Mapping of Supramolecular Chirality in Insect Wings by Microscopic Vibrational Circular Dichroism Spectroscopy: Heterogeneity in Protein Distribution
Hisako Sato, Akihiko Yamagishi, Masaru Shimizu, Keisuke Watanabe, Jun Koshoubu, Jun Yoshida, Izuru Kawamura
Abstract
The supramolecular chirality of the hindwing of Anomala albopilosa (male) was investigated using a microscopic vibrational circular dichroism (VCD) system, denoted as MultiD-VCD. The source of intense infrared (IR) light for the system was a quantum cascade laser.
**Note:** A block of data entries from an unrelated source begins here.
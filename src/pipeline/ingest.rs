//! Ingestion stage: raw audio frames in, transcript events out.

use std::sync::Arc;

use futures::{Stream, StreamExt};
use tokio::sync::mpsc;
use tokio::task::JoinError;
use tracing::{debug, warn};

use super::{AudioStream, EventStream};
use crate::audio::{Recognizer, RecognizerEvent};
use crate::error::{Collaborator, Result, VoxlineError};
use crate::stream::guard::AbortOnDrop;
use crate::stream::ConnectionGuard;
use crate::types::VoiceEvent;

const ECHO_CAPACITY: usize = 16;

type RecognizerGuard = Arc<ConnectionGuard<dyn Recognizer>>;

/// Run `audio` through `recognizer`.
///
/// Audio forwarding runs on its own task so it never waits on transcript
/// draining, and vice versa. When the audio input ends the recognizer is
/// closed (finalized) and the stage keeps draining until the recognizer's
/// event stream ends. The recognizer is closed exactly once on every exit
/// path.
pub fn transcribe(
    recognizer: Arc<dyn Recognizer>,
    audio: AudioStream,
    echo_user_input: bool,
) -> EventStream {
    // Built before the stream is first polled so an unpolled stage still
    // closes the recognizer when dropped.
    let guard = Arc::new(ConnectionGuard::new(Collaborator::Recognizer, recognizer));
    Box::pin(ingest_stream(guard, audio, echo_user_input))
}

enum Step {
    Forwarded(std::result::Result<Result<()>, JoinError>),
    Echo(Option<Vec<u8>>),
    Transcript(Option<Result<RecognizerEvent>>),
}

fn ingest_stream(
    guard: RecognizerGuard,
    audio: AudioStream,
    echo_user_input: bool,
) -> impl Stream<Item = Result<VoiceEvent>> + Send + 'static {
    async_stream::stream! {
        let mut transcripts = guard.connection().events();

        let (echo_tx, mut echo_rx) = mpsc::channel(ECHO_CAPACITY);
        let echo_tx = echo_user_input.then_some(echo_tx);
        let mut echo_open = echo_user_input;

        let mut forward = tokio::spawn(forward_audio(Arc::clone(&guard), audio, echo_tx));
        let _abort_forward = AbortOnDrop(forward.abort_handle());
        let mut forwarding = true;
        let mut transcribing = true;

        while forwarding || echo_open || transcribing {
            let step = tokio::select! {
                joined = &mut forward, if forwarding => Step::Forwarded(joined),
                frame = echo_rx.recv(), if echo_open => Step::Echo(frame),
                next = transcripts.next(), if transcribing => Step::Transcript(next),
            };
            match step {
                Step::Forwarded(Ok(Ok(()))) => forwarding = false,
                Step::Forwarded(Ok(Err(error))) => {
                    warn!(%error, "sending audio to recognizer failed");
                    guard.close().await;
                    yield Err(error);
                    return;
                }
                Step::Forwarded(Err(error)) => {
                    guard.close().await;
                    yield Err(VoxlineError::Stream(format!("audio forwarding task failed: {error}")));
                    return;
                }
                Step::Echo(Some(frame)) => yield Ok(VoiceEvent::user_input(frame)),
                Step::Echo(None) => echo_open = false,
                Step::Transcript(Some(Ok(RecognizerEvent::Partial(text)))) => {
                    yield Ok(VoiceEvent::transcript_partial(text));
                }
                Step::Transcript(Some(Ok(RecognizerEvent::Final(text)))) => {
                    yield Ok(VoiceEvent::transcript_final(text));
                }
                Step::Transcript(Some(Err(error))) => {
                    warn!(%error, "recognizer event stream failed");
                    guard.close().await;
                    yield Err(error);
                    return;
                }
                Step::Transcript(None) => transcribing = false,
            }
        }

        debug!("recognizer stream ended");
        guard.close().await;
    }
}

async fn forward_audio(
    guard: RecognizerGuard,
    mut audio: AudioStream,
    echo: Option<mpsc::Sender<Vec<u8>>>,
) -> Result<()> {
    let mut frames = 0u64;
    while let Some(frame) = audio.next().await {
        if let Some(echo) = &echo {
            // Receiver only goes away when the stage itself is shutting down.
            let _ = echo.send(frame.clone()).await;
        }
        guard.connection().send_audio(frame).await?;
        frames += 1;
    }
    debug!(frames, "audio input ended, finalizing recognizer");
    guard.close().await;
    Ok(())
}
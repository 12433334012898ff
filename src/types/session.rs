//! Per-connection session identity.

use std::fmt;

use serde::{Deserialize, Serialize};
use uuid::Uuid;

/// Turn-continuity key binding every agent turn on one connection to the
/// same conversation thread.
///
/// Created once per connection; never reused across connections.
#[derive(Debug, Clone, Copy, PartialEq, Eq, Hash, Serialize, Deserialize)]
#[serde(transparent)]
pub struct SessionKey(Uuid);

impl SessionKey {
    pub fn new() -> Self {
        Self(Uuid::new_v4())
    }

    pub fn as_uuid(&self) -> &Uuid {
        &self.0
    }
}

impl Default for SessionKey {
    fn default() -> Self {
        Self::new()
    }
}

impl fmt::Display for SessionKey {
    fn fmt(&self, f: &mut fmt::Formatter<'_>) -> fmt::Result {
        self.0.fmt(f)
    }
}
//! Stream plumbing shared by the pipeline stages.

pub mod guard;
pub mod merge;

pub use guard::ConnectionGuard;
pub use merge::{merge_streams, merge_streams_with, MergeOptions, SourceStream};
//! Core data types: pipeline events and sessions.

pub mod event;
pub mod session;

pub use event::{now_ms, VoiceEvent};
pub use session::SessionKey;
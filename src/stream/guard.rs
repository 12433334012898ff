//! Close-once ownership of collaborator connections.

use std::sync::atomic::{AtomicBool, Ordering};
use std::sync::Arc;

use tracing::{debug, warn};

use crate::audio::Connection;
use crate::error::Collaborator;

/// Owns a collaborator connection and closes it exactly once.
///
/// Normal and failure paths call [`ConnectionGuard::close`] explicitly. If
/// the guard is dropped unclosed (the consuming stream was cancelled), close
/// is spawned onto the current runtime. Either way the close itself runs on
/// its own task, so cancelling the caller cannot interrupt it halfway. Close
/// errors are logged and swallowed.
pub struct ConnectionGuard<C: Connection + ?Sized + 'static> {
    collaborator: Collaborator,
    connection: Arc<C>,
    closed: AtomicBool,
}

impl<C: Connection + ?Sized + 'static> ConnectionGuard<C> {
    pub fn new(collaborator: Collaborator, connection: Arc<C>) -> Self {
        Self {
            collaborator,
            connection,
            closed: AtomicBool::new(false),
        }
    }

    pub fn connection(&self) -> &Arc<C> {
        &self.connection
    }

    pub fn is_closed(&self) -> bool {
        self.closed.load(Ordering::Acquire)
    }

    /// Close the connection unless already closed, waiting for it to finish.
    pub async fn close(&self) {
        if self.closed.swap(true, Ordering::AcqRel) {
            return;
        }
        debug!(collaborator = %self.collaborator, "closing connection");
        let task = tokio::spawn(close_connection(
            self.collaborator,
            Arc::clone(&self.connection),
        ));
        if let Err(error) = task.await {
            warn!(collaborator = %self.collaborator, %error, "connection close task failed");
        }
    }
}

impl<C: Connection + ?Sized + 'static> Drop for ConnectionGuard<C> {
    fn drop(&mut self) {
        if self.closed.swap(true, Ordering::AcqRel) {
            return;
        }
        let collaborator = self.collaborator;
        match tokio::runtime::Handle::try_current() {
            Ok(handle) => {
                debug!(%collaborator, "closing cancelled connection");
                handle.spawn(close_connection(collaborator, Arc::clone(&self.connection)));
            }
            Err(_) => {
                warn!(%collaborator, "no runtime available, connection left open");
            }
        }
    }
}

async fn close_connection<C: Connection + ?Sized + 'static>(
    collaborator: Collaborator,
    connection: Arc<C>,
) {
    if let Err(error) = connection.close().await {
        warn!(%collaborator, %error, "connection close failed");
    }
}

/// Aborts a spawned task when dropped.
pub(crate) struct AbortOnDrop(pub(crate) tokio::task::AbortHandle);

impl Drop for AbortOnDrop {
    fn drop(&mut self) {
        self.0.abort();
    }
}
Two-dimensional maps of IR and VCD spectra were taken by scanning the surface area (ca. 2 mm × 2 mm) of the insect hindwing tissue. The spectra ranged from 1500 to 1700 cm–1, and the maps have a spatial resolution of 100 μm. The distribution of proteins, including their supramolecular structures, was analyzed from the location-dependent spectral shape of the VCD bands assigned to amides I and II. The results revealed that the hindwing consists of segregated domains of proteins with different secondary structures: an α-helix (in one part of the membrane), a hybrid of α-helix and β-sheet (in another part of the membrane), and a coil (in a vein).